§ **Material shown**:
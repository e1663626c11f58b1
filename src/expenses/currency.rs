use std::collections::HashMap;

/// Currency code to rate against a common base.
pub type RateTable = HashMap<String, f64>;

/// Convert `amount` between currencies using a base-relative rate table.
/// Returns the amount unchanged when the currencies match or a rate is
/// missing or unusable.
pub fn convert_amount(amount: f64, from: &str, to: &str, rates: &RateTable) -> f64 {
    if from.eq_ignore_ascii_case(to) { return amount; }
    let rate = |code: &str| rates.get(&code.to_ascii_uppercase()).copied().filter(|r| r.is_finite() && *r > 0.0);
    match (rate(from), rate(to)) {
        (Some(f), Some(t)) => amount / f * t,
        _ => amount,
    }
}

/// Parse `USD=1,EUR=0.92` into a rate table. Malformed pairs are skipped.
pub fn parse_rates(pairs: &str) -> RateTable {
    let mut out = RateTable::new();
    for pair in pairs.split(',') {
        let Some((code, rate)) = pair.split_once('=') else { continue };
        let code = code.trim();
        if code.is_empty() { continue; }
        match rate.trim().parse::<f64>() {
            Ok(r) => { out.insert(code.to_ascii_uppercase(), r); }
            Err(_) => tracing::warn!(target: "expensedesk::config", "ignoring rate '{}'", pair.trim()),
        }
    }
    out
}
use std::fmt;
use std::str::FromStr;

use serde::{Deserialize, Serialize};

/// Closed set of roles. Older session records wrote the capitalized form,
/// so both spellings are accepted on read; writes are always lowercase.
#[derive(Debug, Clone, Copy, PartialEq, Eq, Hash, Serialize, Deserialize)]
#[serde(rename_all = "lowercase")]
pub enum Role {
    #[serde(alias = "Admin")]
    Admin,
    #[serde(alias = "Manager")]
    Manager,
    #[serde(alias = "Employee")]
    Employee,
}

impl Role {
    pub const ALL: [Role; 3] = [Role::Admin, Role::Manager, Role::Employee];

    pub fn as_str(&self) -> &'static str {
        match self {
            Role::Admin => "admin",
            Role::Manager => "manager",
            Role::Employee => "employee",
        }
    }
}

impl fmt::Display for Role {
    fn fmt(&self, f: &mut fmt::Formatter<'_>) -> fmt::Result {
        f.write_str(self.as_str())
    }
}

impl FromStr for Role {
    type Err = String;

    fn from_str(s: &str) -> Result<Self, Self::Err> {
        match s.trim().to_ascii_lowercase().as_str() {
            "admin" => Ok(Role::Admin),
            "manager" => Ok(Role::Manager),
            "employee" => Ok(Role::Employee),
            other => Err(format!("unknown role '{}'", other)),
        }
    }
}

/// The signed-in principal.
#[derive(Debug, Clone, Serialize, Deserialize, PartialEq, Eq)]
pub struct Identity {
    pub email: String,
    pub role: Role,
    #[serde(default, skip_serializing_if = "Option::is_none")]
    pub company: Option<String>,
}

impl Identity {
    pub fn new(email: impl Into<String>, role: Role) -> Self {
        Self { email: email.into(), role, company: None }
    }

    pub fn with_company(mut self, company: impl Into<String>) -> Self {
        self.company = Some(company.into());
        self
    }

    /// Starter roster used when demo users are enabled.
    pub fn demo_roster() -> Vec<Identity> {
        vec![
            Identity::new("admin@example.com", Role::Admin),
            Identity::new("manager@example.com", Role::Manager),
            Identity::new("employee@example.com", Role::Employee),
        ]
    }
}
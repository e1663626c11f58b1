use thiserror::Error;

use super::persistence::StorageError;

/// Failures of the session store. All are recoverable.
#[derive(Debug, Error)]
pub enum AuthError {
    /// Sign-in lookup found no identity for the email.
    #[error("unknown user: {email}")]
    UnknownIdentity { email: String },

    /// A persisted record could not be decoded into an identity.
    #[error("malformed persisted record: {0}")]
    MalformedPersistedRecord(String),

    #[error("email must not be empty")]
    InvalidEmail,

    /// The persistence adapter refused a write; in-memory state is unchanged.
    #[error(transparent)]
    Storage(#[from] StorageError),
}

impl AuthError {
    pub fn code(&self) -> &'static str {
        match self {
            AuthError::UnknownIdentity { .. } => "unknown_identity",
            AuthError::MalformedPersistedRecord(_) => "malformed_record",
            AuthError::InvalidEmail => "invalid_email",
            AuthError::Storage(_) => "storage_failed",
        }
    }
}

§ **What to produce**: Up to and including the line that holds "use std::fmt;", reproduce the records above exactly from their first line, and give nothing else.

§ **Your response**:
repository e1663626c11f58b1
filename src/expenses/currency.rs
use std::collections::HashMap;

/// Currency code to rate against a common base.
pub type RateTable = HashMap<String, f64>;

/// Convert `amount` between currencies using a base-relative rate table.
/// Returns the amount unchanged when the currencies match or a rate is
/// missing or unusable.
pub fn convert_amount(amount: f64, from: &str, to: &str, rates: &RateTable) -> f64 {
    if from.eq_ignore_ascii_case(to) { return amount; }
    let rate = |code: &str| rates.get(&code.to_ascii_uppercase()).copied().filter(|r| r.is_finite() && *r > 0.0);
    match (rate(from), rate(to)) {
        (Some(f), Some(t)) => amount / f * t,
        _ => amount,
    }
}

/// Parse `USD=1,EUR=0.92` into a rate table. Malformed pairs are skipped.
pub fn parse_rates(pairs: &str) -> RateTable {
    let mut out = RateTable::new();
    for pair in pairs.split(',') {
        let Some((code, rate)) = pair.split_once('=') else { continue };
        let code = code.trim();
        if code.is_empty() { continue; }
        match rate.trim().parse::<f64>() {
            Ok(r) => { out.insert(code.to_ascii_uppercase(), r); }
            Err(_) => tracing::warn!(target: "expensedesk::config", "ignoring rate '{}'", pair.trim()),
        }
    }
    out
}
use std::fmt;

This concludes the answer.